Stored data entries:

════════════════════

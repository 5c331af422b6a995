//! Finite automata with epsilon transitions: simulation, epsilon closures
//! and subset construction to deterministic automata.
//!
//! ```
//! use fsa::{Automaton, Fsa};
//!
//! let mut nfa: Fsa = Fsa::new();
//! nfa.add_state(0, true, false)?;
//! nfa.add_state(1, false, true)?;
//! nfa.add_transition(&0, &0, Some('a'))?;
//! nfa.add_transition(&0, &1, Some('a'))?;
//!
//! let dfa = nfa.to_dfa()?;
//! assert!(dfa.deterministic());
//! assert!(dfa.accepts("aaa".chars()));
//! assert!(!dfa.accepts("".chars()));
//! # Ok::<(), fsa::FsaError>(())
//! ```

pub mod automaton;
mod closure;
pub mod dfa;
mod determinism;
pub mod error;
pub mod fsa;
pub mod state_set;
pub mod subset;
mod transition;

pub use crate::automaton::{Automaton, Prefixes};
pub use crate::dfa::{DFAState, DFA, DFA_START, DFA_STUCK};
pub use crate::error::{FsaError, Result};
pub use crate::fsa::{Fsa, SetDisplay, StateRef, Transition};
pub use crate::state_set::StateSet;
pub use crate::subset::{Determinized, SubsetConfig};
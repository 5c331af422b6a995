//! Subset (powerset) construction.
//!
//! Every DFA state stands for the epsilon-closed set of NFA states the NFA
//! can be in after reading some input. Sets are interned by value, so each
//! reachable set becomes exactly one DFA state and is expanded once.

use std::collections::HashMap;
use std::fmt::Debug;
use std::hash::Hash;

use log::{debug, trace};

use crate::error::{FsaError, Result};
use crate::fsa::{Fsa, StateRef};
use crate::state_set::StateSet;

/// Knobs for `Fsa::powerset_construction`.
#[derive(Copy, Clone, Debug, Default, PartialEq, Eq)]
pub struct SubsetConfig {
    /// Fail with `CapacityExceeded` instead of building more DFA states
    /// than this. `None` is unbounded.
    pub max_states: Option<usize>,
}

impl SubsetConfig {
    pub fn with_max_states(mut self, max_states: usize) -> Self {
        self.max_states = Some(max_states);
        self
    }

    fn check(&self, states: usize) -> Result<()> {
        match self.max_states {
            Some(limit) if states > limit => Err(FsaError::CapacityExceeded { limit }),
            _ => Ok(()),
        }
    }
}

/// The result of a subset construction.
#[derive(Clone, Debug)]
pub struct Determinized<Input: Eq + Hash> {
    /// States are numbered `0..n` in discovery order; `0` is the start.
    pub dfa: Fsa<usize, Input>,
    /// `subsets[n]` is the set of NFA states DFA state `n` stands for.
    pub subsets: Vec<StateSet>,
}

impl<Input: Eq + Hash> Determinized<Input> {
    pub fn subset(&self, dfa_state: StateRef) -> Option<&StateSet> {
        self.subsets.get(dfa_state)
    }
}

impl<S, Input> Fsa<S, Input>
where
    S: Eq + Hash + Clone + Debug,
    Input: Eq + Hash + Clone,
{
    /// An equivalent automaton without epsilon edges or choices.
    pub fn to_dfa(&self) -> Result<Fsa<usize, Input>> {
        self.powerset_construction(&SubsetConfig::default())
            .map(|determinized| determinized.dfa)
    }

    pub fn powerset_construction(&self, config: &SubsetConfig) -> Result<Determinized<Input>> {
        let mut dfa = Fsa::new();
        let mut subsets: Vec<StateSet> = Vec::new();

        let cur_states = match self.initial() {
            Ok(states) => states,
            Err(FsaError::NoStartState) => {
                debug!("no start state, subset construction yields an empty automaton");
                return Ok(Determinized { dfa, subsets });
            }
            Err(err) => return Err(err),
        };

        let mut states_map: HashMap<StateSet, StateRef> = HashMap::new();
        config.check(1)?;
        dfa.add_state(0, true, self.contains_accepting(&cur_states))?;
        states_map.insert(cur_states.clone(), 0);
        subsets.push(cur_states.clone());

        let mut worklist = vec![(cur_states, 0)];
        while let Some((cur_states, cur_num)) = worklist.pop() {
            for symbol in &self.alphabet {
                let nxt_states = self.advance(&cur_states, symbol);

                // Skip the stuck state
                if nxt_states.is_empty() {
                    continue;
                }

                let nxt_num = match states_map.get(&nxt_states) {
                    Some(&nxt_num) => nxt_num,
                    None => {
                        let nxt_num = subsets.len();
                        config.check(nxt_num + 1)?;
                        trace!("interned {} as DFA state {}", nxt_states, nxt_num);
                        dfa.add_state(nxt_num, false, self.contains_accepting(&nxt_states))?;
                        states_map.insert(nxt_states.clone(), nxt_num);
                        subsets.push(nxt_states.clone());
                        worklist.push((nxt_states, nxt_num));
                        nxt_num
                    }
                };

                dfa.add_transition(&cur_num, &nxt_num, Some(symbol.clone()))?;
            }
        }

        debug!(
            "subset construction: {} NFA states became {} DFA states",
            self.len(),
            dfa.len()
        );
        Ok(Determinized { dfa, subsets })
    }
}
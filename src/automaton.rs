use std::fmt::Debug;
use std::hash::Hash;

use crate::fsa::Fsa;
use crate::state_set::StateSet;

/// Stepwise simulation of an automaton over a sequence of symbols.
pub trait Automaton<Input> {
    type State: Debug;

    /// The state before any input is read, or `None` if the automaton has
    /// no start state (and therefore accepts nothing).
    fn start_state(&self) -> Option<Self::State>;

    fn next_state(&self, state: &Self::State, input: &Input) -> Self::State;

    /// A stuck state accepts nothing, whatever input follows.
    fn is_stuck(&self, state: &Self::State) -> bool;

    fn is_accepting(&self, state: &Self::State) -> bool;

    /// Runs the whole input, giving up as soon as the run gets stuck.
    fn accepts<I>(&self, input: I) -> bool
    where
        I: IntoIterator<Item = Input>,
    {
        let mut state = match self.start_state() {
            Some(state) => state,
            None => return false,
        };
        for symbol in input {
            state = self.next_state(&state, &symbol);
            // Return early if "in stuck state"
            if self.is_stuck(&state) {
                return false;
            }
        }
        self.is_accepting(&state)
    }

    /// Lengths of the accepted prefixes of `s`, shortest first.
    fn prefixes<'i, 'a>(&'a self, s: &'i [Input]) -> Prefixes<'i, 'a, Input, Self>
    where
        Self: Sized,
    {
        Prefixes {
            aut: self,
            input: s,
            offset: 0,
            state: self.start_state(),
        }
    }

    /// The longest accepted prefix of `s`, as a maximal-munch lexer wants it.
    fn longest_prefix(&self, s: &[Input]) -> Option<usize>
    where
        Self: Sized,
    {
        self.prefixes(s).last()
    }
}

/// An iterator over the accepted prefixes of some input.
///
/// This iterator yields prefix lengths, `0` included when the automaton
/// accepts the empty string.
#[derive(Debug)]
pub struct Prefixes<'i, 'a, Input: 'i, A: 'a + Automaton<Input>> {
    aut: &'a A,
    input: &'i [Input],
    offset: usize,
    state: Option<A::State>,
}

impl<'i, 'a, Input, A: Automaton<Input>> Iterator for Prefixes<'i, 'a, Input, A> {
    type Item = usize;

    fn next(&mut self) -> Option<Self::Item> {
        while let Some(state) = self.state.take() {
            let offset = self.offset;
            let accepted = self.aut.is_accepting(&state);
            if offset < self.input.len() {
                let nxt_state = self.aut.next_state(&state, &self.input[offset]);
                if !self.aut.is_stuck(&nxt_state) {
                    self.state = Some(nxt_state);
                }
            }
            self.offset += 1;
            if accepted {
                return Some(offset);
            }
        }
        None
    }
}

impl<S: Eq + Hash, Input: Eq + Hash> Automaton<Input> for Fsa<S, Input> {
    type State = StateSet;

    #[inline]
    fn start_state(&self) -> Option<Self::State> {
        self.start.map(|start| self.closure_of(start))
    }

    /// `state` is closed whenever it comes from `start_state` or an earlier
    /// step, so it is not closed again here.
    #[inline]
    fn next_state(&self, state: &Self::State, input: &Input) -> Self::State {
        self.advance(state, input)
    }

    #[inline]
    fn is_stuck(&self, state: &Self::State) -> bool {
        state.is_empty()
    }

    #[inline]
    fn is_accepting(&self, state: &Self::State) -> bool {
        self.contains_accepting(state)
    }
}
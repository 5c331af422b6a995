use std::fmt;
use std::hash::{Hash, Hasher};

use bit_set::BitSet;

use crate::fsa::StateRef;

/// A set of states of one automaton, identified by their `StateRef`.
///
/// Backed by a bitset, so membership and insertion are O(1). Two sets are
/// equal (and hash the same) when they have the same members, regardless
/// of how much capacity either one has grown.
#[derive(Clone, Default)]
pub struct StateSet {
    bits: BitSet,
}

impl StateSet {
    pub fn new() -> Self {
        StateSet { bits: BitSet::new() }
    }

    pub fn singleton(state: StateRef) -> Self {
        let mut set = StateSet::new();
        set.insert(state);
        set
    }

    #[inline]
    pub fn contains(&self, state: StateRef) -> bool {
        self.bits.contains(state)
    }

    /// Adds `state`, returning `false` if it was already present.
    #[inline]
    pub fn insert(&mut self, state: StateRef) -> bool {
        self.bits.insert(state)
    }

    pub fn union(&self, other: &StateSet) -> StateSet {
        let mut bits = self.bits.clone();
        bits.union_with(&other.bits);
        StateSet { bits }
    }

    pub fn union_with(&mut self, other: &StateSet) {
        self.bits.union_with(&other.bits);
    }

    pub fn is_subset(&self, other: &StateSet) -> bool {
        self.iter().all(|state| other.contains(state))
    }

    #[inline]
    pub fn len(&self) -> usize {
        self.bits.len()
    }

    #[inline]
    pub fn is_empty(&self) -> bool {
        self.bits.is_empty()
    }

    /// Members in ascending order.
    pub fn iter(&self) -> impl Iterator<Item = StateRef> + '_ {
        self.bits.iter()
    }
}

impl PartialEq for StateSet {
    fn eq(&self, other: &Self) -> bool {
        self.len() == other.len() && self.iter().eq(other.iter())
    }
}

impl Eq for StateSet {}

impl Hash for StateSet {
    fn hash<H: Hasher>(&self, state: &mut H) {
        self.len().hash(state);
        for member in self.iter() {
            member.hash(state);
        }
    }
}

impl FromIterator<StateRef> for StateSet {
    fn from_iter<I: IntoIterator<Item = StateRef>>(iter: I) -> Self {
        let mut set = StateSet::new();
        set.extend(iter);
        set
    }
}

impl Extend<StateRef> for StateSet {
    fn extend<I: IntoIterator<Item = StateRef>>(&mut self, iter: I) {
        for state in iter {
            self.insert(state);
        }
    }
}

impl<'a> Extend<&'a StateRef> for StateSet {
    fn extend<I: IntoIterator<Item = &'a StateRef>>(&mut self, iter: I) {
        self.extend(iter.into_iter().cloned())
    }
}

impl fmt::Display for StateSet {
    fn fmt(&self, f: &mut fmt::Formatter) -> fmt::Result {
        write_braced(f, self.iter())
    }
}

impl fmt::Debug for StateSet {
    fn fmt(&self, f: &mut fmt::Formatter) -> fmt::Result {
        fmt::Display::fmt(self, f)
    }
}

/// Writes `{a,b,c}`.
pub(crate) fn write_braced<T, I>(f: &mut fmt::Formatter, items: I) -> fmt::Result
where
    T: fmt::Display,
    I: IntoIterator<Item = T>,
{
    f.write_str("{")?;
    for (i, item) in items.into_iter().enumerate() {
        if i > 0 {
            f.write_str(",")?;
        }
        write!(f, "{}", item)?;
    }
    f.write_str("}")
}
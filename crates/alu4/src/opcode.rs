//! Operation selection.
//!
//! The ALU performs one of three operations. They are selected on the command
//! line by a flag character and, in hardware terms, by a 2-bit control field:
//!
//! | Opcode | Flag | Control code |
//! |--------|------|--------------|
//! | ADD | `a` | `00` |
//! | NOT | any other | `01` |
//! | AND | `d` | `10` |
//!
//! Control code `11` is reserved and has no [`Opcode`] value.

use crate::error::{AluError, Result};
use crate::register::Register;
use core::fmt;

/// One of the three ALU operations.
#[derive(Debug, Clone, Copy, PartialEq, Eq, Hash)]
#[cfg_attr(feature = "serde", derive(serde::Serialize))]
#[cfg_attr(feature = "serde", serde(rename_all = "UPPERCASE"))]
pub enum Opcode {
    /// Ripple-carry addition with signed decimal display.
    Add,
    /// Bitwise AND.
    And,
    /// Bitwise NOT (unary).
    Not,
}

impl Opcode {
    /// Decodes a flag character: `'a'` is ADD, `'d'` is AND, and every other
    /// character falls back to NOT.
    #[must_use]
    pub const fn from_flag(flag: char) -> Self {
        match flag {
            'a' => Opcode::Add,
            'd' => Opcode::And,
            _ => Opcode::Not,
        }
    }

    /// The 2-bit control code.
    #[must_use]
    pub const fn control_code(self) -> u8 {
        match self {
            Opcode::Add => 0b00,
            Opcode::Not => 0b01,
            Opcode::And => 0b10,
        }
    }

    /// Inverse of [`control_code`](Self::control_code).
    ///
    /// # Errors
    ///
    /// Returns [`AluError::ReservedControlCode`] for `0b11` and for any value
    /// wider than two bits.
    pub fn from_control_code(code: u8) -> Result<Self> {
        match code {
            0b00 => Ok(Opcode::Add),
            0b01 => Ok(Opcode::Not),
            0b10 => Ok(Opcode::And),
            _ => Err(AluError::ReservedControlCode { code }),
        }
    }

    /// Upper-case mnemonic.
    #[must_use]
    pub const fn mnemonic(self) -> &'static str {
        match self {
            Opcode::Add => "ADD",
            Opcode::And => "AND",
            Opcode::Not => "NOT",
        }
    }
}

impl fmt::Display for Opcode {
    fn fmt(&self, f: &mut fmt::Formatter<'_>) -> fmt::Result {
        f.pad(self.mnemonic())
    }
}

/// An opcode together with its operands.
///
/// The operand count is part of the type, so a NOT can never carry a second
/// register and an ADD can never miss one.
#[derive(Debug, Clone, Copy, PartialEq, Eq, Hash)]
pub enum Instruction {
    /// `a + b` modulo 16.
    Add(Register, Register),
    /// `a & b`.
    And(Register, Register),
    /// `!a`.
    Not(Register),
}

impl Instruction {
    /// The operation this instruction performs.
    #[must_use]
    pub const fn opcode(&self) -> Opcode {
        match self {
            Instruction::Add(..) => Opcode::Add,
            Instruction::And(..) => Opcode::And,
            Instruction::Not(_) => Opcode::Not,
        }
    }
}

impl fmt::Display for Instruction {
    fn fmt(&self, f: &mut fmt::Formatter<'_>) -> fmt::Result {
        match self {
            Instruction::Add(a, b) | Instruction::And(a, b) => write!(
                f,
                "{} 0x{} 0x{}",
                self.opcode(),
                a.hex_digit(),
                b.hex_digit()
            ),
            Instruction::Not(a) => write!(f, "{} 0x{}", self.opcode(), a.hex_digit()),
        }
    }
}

════════════════════

**Task requirements:** Looking at the records above, return exactly the lines from the line with "impl PartialEq for" to the line with "fn from_iter<I: IntoIterator<Item", both ends included.

**Response box:**
impl PartialEq for StateSet {
    fn eq(&self, other: &Self) -> bool {
        self.len() == other.len() && self.iter().eq(other.iter())
    }
}

impl Eq for StateSet {}

impl Hash for StateSet {
    fn hash<H: Hasher>(&self, state: &mut H) {
        self.len().hash(state);
        for member in self.iter() {
            member.hash(state);
        }
    }
}

impl FromIterator<StateRef> for StateSet {
    fn from_iter<I: IntoIterator<Item = StateRef>>(iter: I) -> Self {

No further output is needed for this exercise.